- What you have to do: Copy, from the data below, every line that has "PartialEq" in it.

- Source data:
******************************
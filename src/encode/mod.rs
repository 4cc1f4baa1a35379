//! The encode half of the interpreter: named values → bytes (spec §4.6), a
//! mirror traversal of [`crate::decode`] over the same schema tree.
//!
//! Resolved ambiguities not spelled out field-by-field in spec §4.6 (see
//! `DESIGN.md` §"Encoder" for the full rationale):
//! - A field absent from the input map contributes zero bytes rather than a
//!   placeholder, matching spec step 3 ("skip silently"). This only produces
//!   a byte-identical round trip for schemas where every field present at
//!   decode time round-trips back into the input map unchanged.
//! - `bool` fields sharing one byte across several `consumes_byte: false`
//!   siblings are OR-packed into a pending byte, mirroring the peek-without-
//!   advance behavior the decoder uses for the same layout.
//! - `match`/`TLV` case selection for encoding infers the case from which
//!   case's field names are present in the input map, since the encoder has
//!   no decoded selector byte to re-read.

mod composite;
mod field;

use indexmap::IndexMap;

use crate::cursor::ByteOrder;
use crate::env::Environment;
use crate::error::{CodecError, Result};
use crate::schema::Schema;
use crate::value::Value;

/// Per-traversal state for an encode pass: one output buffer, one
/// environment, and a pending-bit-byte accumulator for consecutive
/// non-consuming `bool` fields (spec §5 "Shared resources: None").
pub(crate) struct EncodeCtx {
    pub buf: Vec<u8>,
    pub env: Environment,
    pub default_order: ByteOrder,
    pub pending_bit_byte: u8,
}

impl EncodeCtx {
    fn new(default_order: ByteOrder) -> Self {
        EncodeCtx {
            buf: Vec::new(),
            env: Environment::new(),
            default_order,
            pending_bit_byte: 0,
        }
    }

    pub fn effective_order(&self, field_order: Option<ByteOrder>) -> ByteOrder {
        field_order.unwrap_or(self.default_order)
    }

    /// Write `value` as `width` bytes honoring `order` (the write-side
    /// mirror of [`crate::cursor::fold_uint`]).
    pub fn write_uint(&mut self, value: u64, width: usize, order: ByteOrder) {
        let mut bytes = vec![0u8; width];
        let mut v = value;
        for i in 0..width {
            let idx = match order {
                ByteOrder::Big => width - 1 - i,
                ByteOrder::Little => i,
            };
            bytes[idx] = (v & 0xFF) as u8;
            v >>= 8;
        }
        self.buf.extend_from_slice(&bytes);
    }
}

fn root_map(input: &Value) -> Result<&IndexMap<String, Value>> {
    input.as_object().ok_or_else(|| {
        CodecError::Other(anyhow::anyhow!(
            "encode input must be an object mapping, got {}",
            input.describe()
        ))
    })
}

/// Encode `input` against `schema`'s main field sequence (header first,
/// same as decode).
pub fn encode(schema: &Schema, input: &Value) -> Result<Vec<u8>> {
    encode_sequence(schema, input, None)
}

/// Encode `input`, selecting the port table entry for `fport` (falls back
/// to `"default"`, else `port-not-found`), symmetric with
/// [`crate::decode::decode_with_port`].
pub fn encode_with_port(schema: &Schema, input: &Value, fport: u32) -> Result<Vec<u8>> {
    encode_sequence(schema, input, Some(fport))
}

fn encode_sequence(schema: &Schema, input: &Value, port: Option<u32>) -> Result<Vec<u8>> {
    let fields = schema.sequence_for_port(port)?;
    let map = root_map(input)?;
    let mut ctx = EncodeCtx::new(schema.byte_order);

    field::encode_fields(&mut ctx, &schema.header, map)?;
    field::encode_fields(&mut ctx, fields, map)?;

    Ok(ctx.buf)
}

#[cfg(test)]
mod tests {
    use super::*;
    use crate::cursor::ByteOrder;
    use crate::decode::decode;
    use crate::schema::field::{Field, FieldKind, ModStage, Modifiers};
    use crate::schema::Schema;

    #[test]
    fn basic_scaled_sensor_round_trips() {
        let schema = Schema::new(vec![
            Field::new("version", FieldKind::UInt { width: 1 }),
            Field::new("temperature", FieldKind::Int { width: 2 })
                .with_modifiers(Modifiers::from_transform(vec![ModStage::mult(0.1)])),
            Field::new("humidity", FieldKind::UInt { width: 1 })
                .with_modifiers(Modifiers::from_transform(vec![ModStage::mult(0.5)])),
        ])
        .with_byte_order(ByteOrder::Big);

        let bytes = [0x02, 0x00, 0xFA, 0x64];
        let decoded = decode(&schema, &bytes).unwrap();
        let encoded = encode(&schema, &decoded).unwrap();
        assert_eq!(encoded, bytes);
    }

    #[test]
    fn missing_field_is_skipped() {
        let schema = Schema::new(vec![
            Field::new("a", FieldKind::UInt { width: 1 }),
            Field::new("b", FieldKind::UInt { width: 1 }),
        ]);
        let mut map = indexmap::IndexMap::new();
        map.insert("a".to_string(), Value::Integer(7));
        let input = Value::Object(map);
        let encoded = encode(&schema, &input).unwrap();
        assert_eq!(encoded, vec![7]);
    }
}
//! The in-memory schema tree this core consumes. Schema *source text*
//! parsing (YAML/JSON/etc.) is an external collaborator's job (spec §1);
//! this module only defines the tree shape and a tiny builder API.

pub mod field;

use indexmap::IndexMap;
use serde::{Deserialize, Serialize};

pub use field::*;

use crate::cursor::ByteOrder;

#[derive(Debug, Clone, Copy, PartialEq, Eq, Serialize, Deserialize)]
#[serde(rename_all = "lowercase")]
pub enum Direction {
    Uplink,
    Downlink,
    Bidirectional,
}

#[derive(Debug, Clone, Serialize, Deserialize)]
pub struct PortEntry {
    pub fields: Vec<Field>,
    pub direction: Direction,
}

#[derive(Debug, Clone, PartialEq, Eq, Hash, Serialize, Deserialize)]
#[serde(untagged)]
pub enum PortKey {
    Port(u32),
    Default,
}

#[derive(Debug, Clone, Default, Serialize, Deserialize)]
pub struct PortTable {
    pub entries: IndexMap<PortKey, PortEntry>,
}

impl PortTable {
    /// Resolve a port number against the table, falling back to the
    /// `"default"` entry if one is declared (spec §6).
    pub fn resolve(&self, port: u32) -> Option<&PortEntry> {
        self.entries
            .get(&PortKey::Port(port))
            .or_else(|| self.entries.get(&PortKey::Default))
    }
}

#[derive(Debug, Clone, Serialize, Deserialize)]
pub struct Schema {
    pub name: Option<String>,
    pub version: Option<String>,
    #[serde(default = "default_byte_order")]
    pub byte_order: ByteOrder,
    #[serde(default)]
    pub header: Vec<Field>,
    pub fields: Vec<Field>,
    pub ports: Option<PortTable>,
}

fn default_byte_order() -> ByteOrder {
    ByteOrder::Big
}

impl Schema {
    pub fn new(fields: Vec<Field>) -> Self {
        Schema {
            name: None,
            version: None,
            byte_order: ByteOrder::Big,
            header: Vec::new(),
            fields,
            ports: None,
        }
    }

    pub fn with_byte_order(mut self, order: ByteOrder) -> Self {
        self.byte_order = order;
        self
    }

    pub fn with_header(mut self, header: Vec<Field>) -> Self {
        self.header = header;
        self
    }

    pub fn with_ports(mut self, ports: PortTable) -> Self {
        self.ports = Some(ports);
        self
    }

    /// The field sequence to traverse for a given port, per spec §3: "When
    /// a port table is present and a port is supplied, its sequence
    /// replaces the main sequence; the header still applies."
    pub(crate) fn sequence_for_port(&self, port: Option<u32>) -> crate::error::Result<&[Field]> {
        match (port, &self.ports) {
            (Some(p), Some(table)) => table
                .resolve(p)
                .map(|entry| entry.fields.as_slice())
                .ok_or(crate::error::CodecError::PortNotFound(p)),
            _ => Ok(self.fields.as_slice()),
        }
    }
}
******************************
- Problem solution:
#[derive(Debug, Clone, Copy, PartialEq, Eq, Serialize, Deserialize)]
#[derive(Debug, Clone, PartialEq, Eq, Hash, Serialize, Deserialize)]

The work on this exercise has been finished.